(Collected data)
════════

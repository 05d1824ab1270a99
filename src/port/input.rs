//! Concrete input port that aggregates values from its providers

use super::{
    contains_output, remove_output, ExchangeItem, Input, OutputRef, OutputWeak, SpatiallyBounded,
    TimeBounded,
};
use crate::compat;
use crate::error::{ExchangeError, ExchangeResult};
use crate::event::{EventBroadcast, ExchangeEvent, Listener};
use crate::identity::Describable;
use crate::quantity::ValueDefinition;
use crate::spatial::ElementSet;
use crate::temporal::TimeSet;
use crate::values::ValueSet;
use std::cell::RefCell;
use std::rc::Rc;

/// Input port of a component
///
/// [`ExchangeItem::get_values`] pulls every live provider and sums the
/// non-missing contributions into the port's own time/element frame, so a
/// consumer fed by several upstream sources sees one accumulated set.
pub struct InputPort {
    id: String,
    caption: RefCell<String>,
    description: RefCell<String>,
    definition: RefCell<Option<ValueDefinition>>,
    values: RefCell<Option<ValueSet>>,
    time_set: RefCell<Option<TimeSet>>,
    element_set: RefCell<Option<Rc<ElementSet>>>,
    providers: RefCell<Vec<OutputWeak>>,
    listeners: EventBroadcast,
}

impl InputPort {
    pub fn new(id: impl Into<String>) -> Rc<Self> {
        let id = id.into();
        Rc::new(Self {
            caption: RefCell::new(id.clone()),
            id,
            description: RefCell::new(String::new()),
            definition: RefCell::new(None),
            values: RefCell::new(None),
            time_set: RefCell::new(None),
            element_set: RefCell::new(None),
            providers: RefCell::new(Vec::new()),
            listeners: EventBroadcast::new(),
        })
    }

    pub fn set_value_definition(&self, definition: ValueDefinition) {
        *self.definition.borrow_mut() = Some(definition);
    }

    fn broadcast(&self, message: &str) {
        if !self.listeners.is_empty() {
            self.listeners.emit(&ExchangeEvent::new(self.id.as_str(), message));
        }
    }

    /// Fold provider value sets into the port's own frame, skipping
    /// missing-value markers so absent data never pollutes the sum
    fn accept_values(&self, incoming: Vec<ValueSet>) -> ExchangeResult<()> {
        let times = self.time_set.borrow().as_ref().map(|t| t.len()).unwrap_or(0);
        let elements = self
            .element_set
            .borrow()
            .as_ref()
            .map(|e| e.element_count())
            .unwrap_or(0);
        let definition = self
            .definition
            .borrow()
            .clone()
            .or_else(|| incoming.first().map(|v| v.definition().clone()))
            .ok_or_else(|| ExchangeError::MissingState {
                item: self.id.clone(),
                what: "value definition".into(),
            })?;
        let mut accumulated = ValueSet::empty(definition);
        for t in 0..times {
            for e in 0..elements {
                let mut sum = 0.0;
                for set in &incoming {
                    let Some(value) = set.value(t, e) else {
                        continue;
                    };
                    if let Some(missing) = set.definition().missing_value() {
                        if value == missing {
                            continue;
                        }
                    }
                    sum += value;
                }
                accumulated.set_or_add(t, e, sum);
            }
        }
        *self.values.borrow_mut() = Some(accumulated);
        Ok(())
    }

    fn update(&self) -> ExchangeResult<()> {
        let providers = self.providers.borrow().clone();
        let mut incoming = Vec::new();
        for provider in providers.iter().filter_map(|weak| weak.upgrade()) {
            incoming.push(provider.get_values()?);
        }
        self.accept_values(incoming)
    }
}

impl Describable for InputPort {
    fn id(&self) -> &str {
        &self.id
    }

    fn caption(&self) -> String {
        self.caption.borrow().clone()
    }

    fn set_caption(&self, caption: &str) {
        *self.caption.borrow_mut() = caption.to_owned();
    }

    fn description(&self) -> String {
        self.description.borrow().clone()
    }

    fn set_description(&self, description: &str) {
        *self.description.borrow_mut() = description.to_owned();
    }
}

impl TimeBounded for InputPort {
    fn time_extent(&self) -> Option<TimeSet> {
        self.time_set.borrow().clone()
    }
}

impl SpatiallyBounded for InputPort {
    fn spatial_definition(&self) -> Option<Rc<ElementSet>> {
        self.element_set.borrow().clone()
    }
}

impl ExchangeItem for InputPort {
    fn value_definition(&self) -> Option<ValueDefinition> {
        let stored = self.definition.borrow().clone();
        stored.or_else(|| self.values.borrow().as_ref().map(|v| v.definition().clone()))
    }

    fn time_set(&self) -> Option<TimeSet> {
        self.time_set.borrow().clone()
    }

    fn set_time_set(&self, times: TimeSet) {
        *self.time_set.borrow_mut() = Some(times);
        self.broadcast("time set replaced");
    }

    fn element_set(&self) -> Option<Rc<ElementSet>> {
        self.element_set.borrow().clone()
    }

    fn set_element_set(&self, elements: Rc<ElementSet>) {
        *self.element_set.borrow_mut() = Some(elements);
        self.broadcast("element set replaced");
    }

    fn get_values(&self) -> ExchangeResult<ValueSet> {
        self.update()?;
        self.values
            .borrow()
            .clone()
            .ok_or_else(|| ExchangeError::MissingState {
                item: self.id.clone(),
                what: "values".into(),
            })
    }

    fn set_values(&self, values: ValueSet) {
        *self.values.borrow_mut() = Some(values);
        self.broadcast("value set replaced");
    }

    fn add_listener(&self, key: &str, listener: Listener) {
        self.listeners.attach(key, listener);
    }

    fn remove_listener(&self, key: &str) {
        self.listeners.detach(key);
    }

    fn reset(&self) {
        *self.values.borrow_mut() = None;
        *self.time_set.borrow_mut() = None;
        *self.element_set.borrow_mut() = None;
        self.providers.borrow_mut().clear();
        self.broadcast("input item reset");
        self.listeners.clear();
    }
}

impl Input for InputPort {
    fn set_value_definition(&self, definition: ValueDefinition) {
        InputPort::set_value_definition(self, definition)
    }

    fn providers(&self) -> Vec<OutputWeak> {
        self.providers.borrow().clone()
    }

    fn add_provider(&self, provider: &OutputRef) -> ExchangeResult<()> {
        {
            let mut providers = self.providers.borrow_mut();
            providers.retain(|weak| weak.strong_count() > 0);
            if contains_output(&providers, provider) {
                return Ok(());
            }
        }
        if !compat::value_definitions_fit(provider.as_ref(), self) {
            return Err(ExchangeError::IncompatibleConnection {
                provider: provider.id().to_owned(),
                consumer: self.id.clone(),
                reason: "value definitions differ".into(),
            });
        }
        self.providers.borrow_mut().push(Rc::downgrade(provider));
        Ok(())
    }

    fn remove_provider(&self, provider: &OutputRef) {
        remove_output(&mut self.providers.borrow_mut(), provider);
    }
}
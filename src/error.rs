//! Error taxonomy for the exchange core

use thiserror::Error;

/// Errors that can occur while composing or evaluating an exchange graph
///
/// Connection- and construction-time errors are caller-correctable
/// configuration mistakes; they are raised synchronously to the immediate
/// caller and never retried. The one deliberate exception is listener
/// failure during change notification, which is absorbed at the dispatch
/// site (see [`crate::event::EventBroadcast::emit`]).
#[derive(Debug, Error)]
pub enum ExchangeError {
    #[error("provider({provider}) and consumer({consumer}) are not connectable: {reason}")]
    IncompatibleConnection {
        provider: String,
        consumer: String,
        reason: String,
    },

    #[error("identifier {0} does not belong to this factory")]
    UnknownAdaptorId(String),

    #[error("target of {0} is not defined or its spatial definition is not an element set")]
    InvalidTarget(String),

    #[error("invalid query from {querier} in get_values() call to adaptor {adaptor}: {reason}")]
    InvalidQuery {
        adaptor: String,
        querier: String,
        reason: String,
    },

    #[error("element count mismatch on {item}: expected {expected}, got {actual}")]
    ElementCountMismatch {
        item: String,
        expected: usize,
        actual: usize,
    },

    #[error("adaptee of {0} is gone or was never attached")]
    MissingAdaptee(String),

    #[error("{item} is missing required state: {what}")]
    MissingState { item: String, what: String },

    #[error("unsupported adaptee for {adaptor}: {reason}")]
    UnsupportedAdaptee { adaptor: String, reason: String },

    #[error("listener {0} failed during change notification")]
    Listener(String),

    #[error("serialization error: {0}")]
    Serialization(#[from] serde_json::Error),
}

/// Result type for exchange operations
pub type ExchangeResult<T> = Result<T, ExchangeError>;
//! Change notification for exchange items
//!
//! An explicit publish-subscribe list with stable listener keys. Dispatch is
//! synchronous and best-effort: a failing listener is logged and the
//! remaining listeners still run. Parallel dispatch is a possible future
//! extension of `emit`.

use crate::error::ExchangeResult;
use chrono::{DateTime, Utc};
use std::cell::RefCell;
use std::rc::Rc;

/// Payload broadcast when an item's definition, time set, element set or
/// values change
#[derive(Debug, Clone)]
pub struct ExchangeEvent {
    /// Id of the exchange item that changed
    pub item: String,
    pub message: String,
    pub at: DateTime<Utc>,
}

impl ExchangeEvent {
    pub fn new(item: impl Into<String>, message: impl Into<String>) -> Self {
        Self {
            item: item.into(),
            message: message.into(),
            at: Utc::now(),
        }
    }
}

/// A change-notification callback
///
/// Listener identity is the key it was attached under, not the closure
/// itself, so the same functional listener can be detached later.
pub type Listener = Rc<dyn Fn(&ExchangeEvent) -> ExchangeResult<()>>;

/// Keyed listener registry with best-effort dispatch
#[derive(Default)]
pub struct EventBroadcast {
    listeners: RefCell<Vec<(String, Listener)>>,
}

impl EventBroadcast {
    pub fn new() -> Self {
        Self::default()
    }

    pub fn is_empty(&self) -> bool {
        self.listeners.borrow().is_empty()
    }

    /// Attach a listener under `key`; a second attach under the same key is
    /// ignored
    pub fn attach(&self, key: &str, listener: Listener) {
        let mut listeners = self.listeners.borrow_mut();
        if listeners.iter().any(|(k, _)| k == key) {
            return;
        }
        listeners.push((key.to_string(), listener));
    }

    /// Detach the listener attached under `key`, if any
    pub fn detach(&self, key: &str) {
        self.listeners.borrow_mut().retain(|(k, _)| k != key);
    }

    pub fn clear(&self) {
        self.listeners.borrow_mut().clear();
    }

    /// Invoke every listener in registration order
    ///
    /// Errors are swallowed here so a misbehaving observer cannot break the
    /// broadcaster or starve later listeners. The registry is snapshotted
    /// before dispatch, so listeners may attach/detach during the walk.
    pub fn emit(&self, event: &ExchangeEvent) {
        let snapshot: Vec<(String, Listener)> = self.listeners.borrow().clone();
        for (key, listener) in snapshot {
            if let Err(error) = listener(event) {
                tracing::warn!(listener = %key, item = %event.item, %error,
                    "change listener failed; continuing dispatch");
            }
        }
    }
}

impl std::fmt::Debug for EventBroadcast {
    fn fmt(&self, f: &mut std::fmt::Formatter<'_>) -> std::fmt::Result {
        f.debug_struct("EventBroadcast")
            .field("listeners", &self.listeners.borrow().len())
            .finish()
    }
}

#[cfg(test)]
mod tests {
    use super::*;
    use crate::error::ExchangeError;

    #[test]
    fn test_attach_is_idempotent_per_key() {
        let bus = EventBroadcast::new();
        let hits = Rc::new(RefCell::new(0));
        for _ in 0..2 {
            let hits = hits.clone();
            bus.attach(
                "counter",
                Rc::new(move |_| {
                    *hits.borrow_mut() += 1;
                    Ok(())
                }),
            );
        }
        bus.emit(&ExchangeEvent::new("out", "values reset"));
        assert_eq!(*hits.borrow(), 1);
    }

    #[test]
    fn test_detach_by_key() {
        let bus = EventBroadcast::new();
        let hits = Rc::new(RefCell::new(0));
        let h = hits.clone();
        bus.attach(
            "counter",
            Rc::new(move |_| {
                *h.borrow_mut() += 1;
                Ok(())
            }),
        );
        bus.detach("counter");
        assert!(bus.is_empty());
        bus.emit(&ExchangeEvent::new("out", "values reset"));
        assert_eq!(*hits.borrow(), 0);
    }

    #[test]
    fn test_failing_listener_does_not_stop_dispatch() {
        let bus = EventBroadcast::new();
        let hits = Rc::new(RefCell::new(Vec::new()));

        bus.attach(
            "broken",
            Rc::new(|_| Err(ExchangeError::Listener("broken".into()))),
        );
        let h = hits.clone();
        bus.attach(
            "first",
            Rc::new(move |_| {
                h.borrow_mut().push("first");
                Ok(())
            }),
        );
        let h = hits.clone();
        bus.attach(
            "second",
            Rc::new(move |_| {
                h.borrow_mut().push("second");
                Ok(())
            }),
        );

        bus.emit(&ExchangeEvent::new("out", "values reset"));
        assert_eq!(*hits.borrow(), vec!["first", "second"]);
    }

    #[test]
    fn test_listener_may_detach_itself_during_dispatch() {
        let bus = Rc::new(EventBroadcast::new());
        let inner = bus.clone();
        bus.attach(
            "once",
            Rc::new(move |_| {
                inner.detach("once");
                Ok(())
            }),
        );
        bus.emit(&ExchangeEvent::new("out", "first"));
        assert!(bus.is_empty());
    }
}
//! Contracts for the numerical kernels the adaptors delegate to
//!
//! The core never computes remapping or resampling itself: the space-mapping
//! adaptor hands values to a [`SpatialMapper`], the time adaptor buffers
//! through a [`TimeBuffer`]. The reference implementations here
//! ([`ElementMapper`], [`LinearBuffer`]) keep the factories executable
//! end-to-end; hosts may substitute their own kernels.

mod buffer;
mod mapper;

pub use buffer::LinearBuffer;
pub use mapper::ElementMapper;

use crate::error::ExchangeResult;
use crate::spatial::ElementSet;
use crate::temporal::{Time, TimeSet};
use crate::values::ValueSet;
use serde::{Deserialize, Serialize};

/// Named strategies for transferring values between element sets
#[derive(Debug, Clone, Copy, PartialEq, Eq, Hash, Serialize, Deserialize)]
pub enum MappingMethod {
    Nearest,
    Inverse,
    Mean,
    Sum,
    WeightedMean,
    WeightedSum,
    Value,
    Distribute,
}

/// Spatial remapping kernel consumed by the space-mapping adaptor
pub trait SpatialMapper {
    /// Prepare the kernel for a `(method, source, target)` triple
    fn initialize(
        &mut self,
        method: MappingMethod,
        source: &ElementSet,
        target: &ElementSet,
    ) -> ExchangeResult<()>;

    /// Transform source-indexed rows into target-indexed rows
    fn map_values(&self, source: &ValueSet) -> ExchangeResult<ValueSet>;
}

/// Temporal buffering/resampling kernel consumed by the time adaptor
pub trait TimeBuffer {
    /// Record one row of element values at `time`, replacing any row already
    /// held for (epsilon-)equal time
    fn accept(&mut self, time: Time, values: Vec<f64>);

    /// Values for `at`, interpolated inside the buffered span and clamped
    /// outside it; empty when nothing is buffered
    fn query(&self, at: &Time) -> Vec<f64>;

    /// Discard buffered content no consumer can request anymore
    fn clear_before(&mut self, timestamp: f64);

    /// The times currently buffered
    fn time_set(&self) -> TimeSet;

    fn is_empty(&self) -> bool;
}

════════

* **ACTION ITEM**
Select the lines from the entries that include the word "caller".

* **REPLY**
/// Connection- and construction-time errors are caller-correctable
/// caller and never retried. The one deliberate exception is listener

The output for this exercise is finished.